INSTRUCTIONS TO FOLLOW:
Transcribe every record below word for word.

DATA EXTRACT:
################

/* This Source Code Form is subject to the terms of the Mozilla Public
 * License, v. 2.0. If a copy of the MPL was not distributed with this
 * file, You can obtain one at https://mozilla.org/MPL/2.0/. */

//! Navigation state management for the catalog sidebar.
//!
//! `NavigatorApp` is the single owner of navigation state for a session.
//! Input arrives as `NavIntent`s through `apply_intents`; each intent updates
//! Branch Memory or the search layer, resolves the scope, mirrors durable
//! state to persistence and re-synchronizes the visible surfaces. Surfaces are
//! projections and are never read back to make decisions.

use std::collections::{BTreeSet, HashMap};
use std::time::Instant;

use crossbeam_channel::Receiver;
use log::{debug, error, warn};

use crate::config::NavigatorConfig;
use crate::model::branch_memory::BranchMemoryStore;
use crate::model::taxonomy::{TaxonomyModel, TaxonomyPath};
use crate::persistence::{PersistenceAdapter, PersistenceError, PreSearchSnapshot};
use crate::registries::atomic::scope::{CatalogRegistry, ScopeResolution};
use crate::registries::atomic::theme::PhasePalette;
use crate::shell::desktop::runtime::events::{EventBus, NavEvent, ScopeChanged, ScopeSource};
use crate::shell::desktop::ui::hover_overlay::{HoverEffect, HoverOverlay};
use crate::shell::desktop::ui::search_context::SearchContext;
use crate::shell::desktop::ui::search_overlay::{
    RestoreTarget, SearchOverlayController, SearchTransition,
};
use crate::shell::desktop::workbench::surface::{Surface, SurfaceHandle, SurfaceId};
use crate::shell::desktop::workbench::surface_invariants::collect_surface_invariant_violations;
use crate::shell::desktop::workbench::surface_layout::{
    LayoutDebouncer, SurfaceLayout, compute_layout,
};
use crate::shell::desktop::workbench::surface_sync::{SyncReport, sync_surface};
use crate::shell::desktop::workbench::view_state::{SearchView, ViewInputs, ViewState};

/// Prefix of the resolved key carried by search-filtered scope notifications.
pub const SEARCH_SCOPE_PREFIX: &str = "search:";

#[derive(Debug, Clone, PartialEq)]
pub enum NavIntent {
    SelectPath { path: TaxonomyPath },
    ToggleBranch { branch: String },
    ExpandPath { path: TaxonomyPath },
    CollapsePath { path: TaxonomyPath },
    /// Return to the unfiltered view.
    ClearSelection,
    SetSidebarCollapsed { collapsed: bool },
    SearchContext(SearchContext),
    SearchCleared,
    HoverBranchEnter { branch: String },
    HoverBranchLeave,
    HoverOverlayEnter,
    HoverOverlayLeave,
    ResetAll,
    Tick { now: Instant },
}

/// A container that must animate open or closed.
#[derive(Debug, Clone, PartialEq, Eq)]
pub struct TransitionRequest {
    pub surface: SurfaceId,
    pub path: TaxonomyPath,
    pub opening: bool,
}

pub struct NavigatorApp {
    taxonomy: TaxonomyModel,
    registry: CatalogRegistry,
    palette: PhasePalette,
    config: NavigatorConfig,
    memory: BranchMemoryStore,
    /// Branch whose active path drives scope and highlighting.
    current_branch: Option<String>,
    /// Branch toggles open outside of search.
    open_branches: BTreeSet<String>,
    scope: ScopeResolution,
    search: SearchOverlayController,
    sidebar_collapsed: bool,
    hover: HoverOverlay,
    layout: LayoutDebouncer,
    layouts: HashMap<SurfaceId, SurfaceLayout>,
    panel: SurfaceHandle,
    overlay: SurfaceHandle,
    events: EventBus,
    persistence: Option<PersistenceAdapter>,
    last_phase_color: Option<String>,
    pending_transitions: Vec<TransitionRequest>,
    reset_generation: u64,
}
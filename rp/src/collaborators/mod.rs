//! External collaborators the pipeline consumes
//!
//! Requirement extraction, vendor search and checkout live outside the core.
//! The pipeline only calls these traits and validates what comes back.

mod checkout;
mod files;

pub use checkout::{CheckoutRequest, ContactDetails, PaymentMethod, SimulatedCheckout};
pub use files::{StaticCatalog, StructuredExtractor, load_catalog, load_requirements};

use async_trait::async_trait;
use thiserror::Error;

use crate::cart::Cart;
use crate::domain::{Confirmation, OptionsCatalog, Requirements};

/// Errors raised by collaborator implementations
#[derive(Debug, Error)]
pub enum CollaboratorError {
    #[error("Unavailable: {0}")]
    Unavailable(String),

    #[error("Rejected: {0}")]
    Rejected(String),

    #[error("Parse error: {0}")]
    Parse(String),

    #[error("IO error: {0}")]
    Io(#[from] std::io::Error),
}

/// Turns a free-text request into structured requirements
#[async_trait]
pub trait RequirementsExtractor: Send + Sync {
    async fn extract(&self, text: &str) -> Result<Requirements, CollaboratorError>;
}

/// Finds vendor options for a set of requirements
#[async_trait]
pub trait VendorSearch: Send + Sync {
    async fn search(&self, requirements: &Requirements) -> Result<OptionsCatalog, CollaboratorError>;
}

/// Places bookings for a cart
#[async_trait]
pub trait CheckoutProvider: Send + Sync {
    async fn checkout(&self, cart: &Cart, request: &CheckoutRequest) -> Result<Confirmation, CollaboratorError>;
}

################

YOUR RESPONSE:
/* This Source Code Form is subject to the terms of the Mozilla Public
 * License, v. 2.0. If a copy of the MPL was not distributed with this
 * file, You can obtain one at https://mozilla.org/MPL/2.0/. */

//! Navigation state management for the catalog sidebar.
//!
//! `NavigatorApp` is the single owner of navigation state for a session.
//! Input arrives as `NavIntent`s through `apply_intents`; each intent updates
//! Branch Memory or the search layer, resolves the scope, mirrors durable
//! state to persistence and re-synchronizes the visible surfaces. Surfaces are
//! projections and are never read back to make decisions.

use std::collections::{BTreeSet, HashMap};
use std::time::Instant;

use crossbeam_channel::Receiver;
use log::{debug, error, warn};

use crate::config::NavigatorConfig;
use crate::model::branch_memory::BranchMemoryStore;
use crate::model::taxonomy::{TaxonomyModel, TaxonomyPath};
use crate::persistence::{PersistenceAdapter, PersistenceError, PreSearchSnapshot};
use crate::registries::atomic::scope::{CatalogRegistry, ScopeResolution};
use crate::registries::atomic::theme::PhasePalette;
use crate::shell::desktop::runtime::events::{EventBus, NavEvent, ScopeChanged, ScopeSource};
use crate::shell::desktop::ui::hover_overlay::{HoverEffect, HoverOverlay};
use crate::shell::desktop::ui::search_context::SearchContext;
use crate::shell::desktop::ui::search_overlay::{
    RestoreTarget, SearchOverlayController, SearchTransition,
};
use crate::shell::desktop::workbench::surface::{Surface, SurfaceHandle, SurfaceId};
use crate::shell::desktop::workbench::surface_invariants::collect_surface_invariant_violations;
use crate::shell::desktop::workbench::surface_layout::{
    LayoutDebouncer, SurfaceLayout, compute_layout,
};
use crate::shell::desktop::workbench::surface_sync::{SyncReport, sync_surface};
use crate::shell::desktop::workbench::view_state::{SearchView, ViewInputs, ViewState};

/// Prefix of the resolved key carried by search-filtered scope notifications.
pub const SEARCH_SCOPE_PREFIX: &str = "search:";

#[derive(Debug, Clone, PartialEq)]
pub enum NavIntent {
    SelectPath { path: TaxonomyPath },
    ToggleBranch { branch: String },
    ExpandPath { path: TaxonomyPath },
    CollapsePath { path: TaxonomyPath },
    /// Return to the unfiltered view.
    ClearSelection,
    SetSidebarCollapsed { collapsed: bool },
    SearchContext(SearchContext),
    SearchCleared,
    HoverBranchEnter { branch: String },
    HoverBranchLeave,
    HoverOverlayEnter,
    HoverOverlayLeave,
    ResetAll,
    Tick { now: Instant },
}

/// A container that must animate open or closed.
#[derive(Debug, Clone, PartialEq, Eq)]
pub struct TransitionRequest {
    pub surface: SurfaceId,
    pub path: TaxonomyPath,
    pub opening: bool,
}

pub struct NavigatorApp {
    taxonomy: TaxonomyModel,
    registry: CatalogRegistry,
    palette: PhasePalette,
    config: NavigatorConfig,
    memory: BranchMemoryStore,
    /// Branch whose active path drives scope and highlighting.
    current_branch: Option<String>,
    /// Branch toggles open outside of search.
    open_branches: BTreeSet<String>,
    scope: ScopeResolution,
    search: SearchOverlayController,
    sidebar_collapsed: bool,
    hover: HoverOverlay,
    layout: LayoutDebouncer,
    layouts: HashMap<SurfaceId, SurfaceLayout>,
    panel: SurfaceHandle,
    overlay: SurfaceHandle,
    events: EventBus,
    persistence: Option<PersistenceAdapter>,
    last_phase_color: Option<String>,
    pending_transitions: Vec<TransitionRequest>,
    reset_generation: u64,
}
filename rp/src/collaborators/mod.rs
//! External collaborators the pipeline consumes
//!
//! Requirement extraction, vendor search and checkout live outside the core.
//! The pipeline only calls these traits and validates what comes back.

mod checkout;
mod files;

pub use checkout::{CheckoutRequest, ContactDetails, PaymentMethod, SimulatedCheckout};
pub use files::{StaticCatalog, StructuredExtractor, load_catalog, load_requirements};

use async_trait::async_trait;
use thiserror::Error;

use crate::cart::Cart;
use crate::domain::{Confirmation, OptionsCatalog, Requirements};

/// Errors raised by collaborator implementations
#[derive(Debug, Error)]
pub enum CollaboratorError {
    #[error("Unavailable: {0}")]
    Unavailable(String),

    #[error("Rejected: {0}")]
    Rejected(String),

    #[error("Parse error: {0}")]
    Parse(String),

    #[error("IO error: {0}")]
    Io(#[from] std::io::Error),
}

/// Turns a free-text request into structured requirements
#[async_trait]
pub trait RequirementsExtractor: Send + Sync {
    async fn extract(&self, text: &str) -> Result<Requirements, CollaboratorError>;
}

/// Finds vendor options for a set of requirements
#[async_trait]
pub trait VendorSearch: Send + Sync {
    async fn search(&self, requirements: &Requirements) -> Result<OptionsCatalog, CollaboratorError>;
}

/// Places bookings for a cart
#[async_trait]
pub trait CheckoutProvider: Send + Sync {
    async fn checkout(&self, cart: &Cart, request: &CheckoutRequest) -> Result<Confirmation, CollaboratorError>;
}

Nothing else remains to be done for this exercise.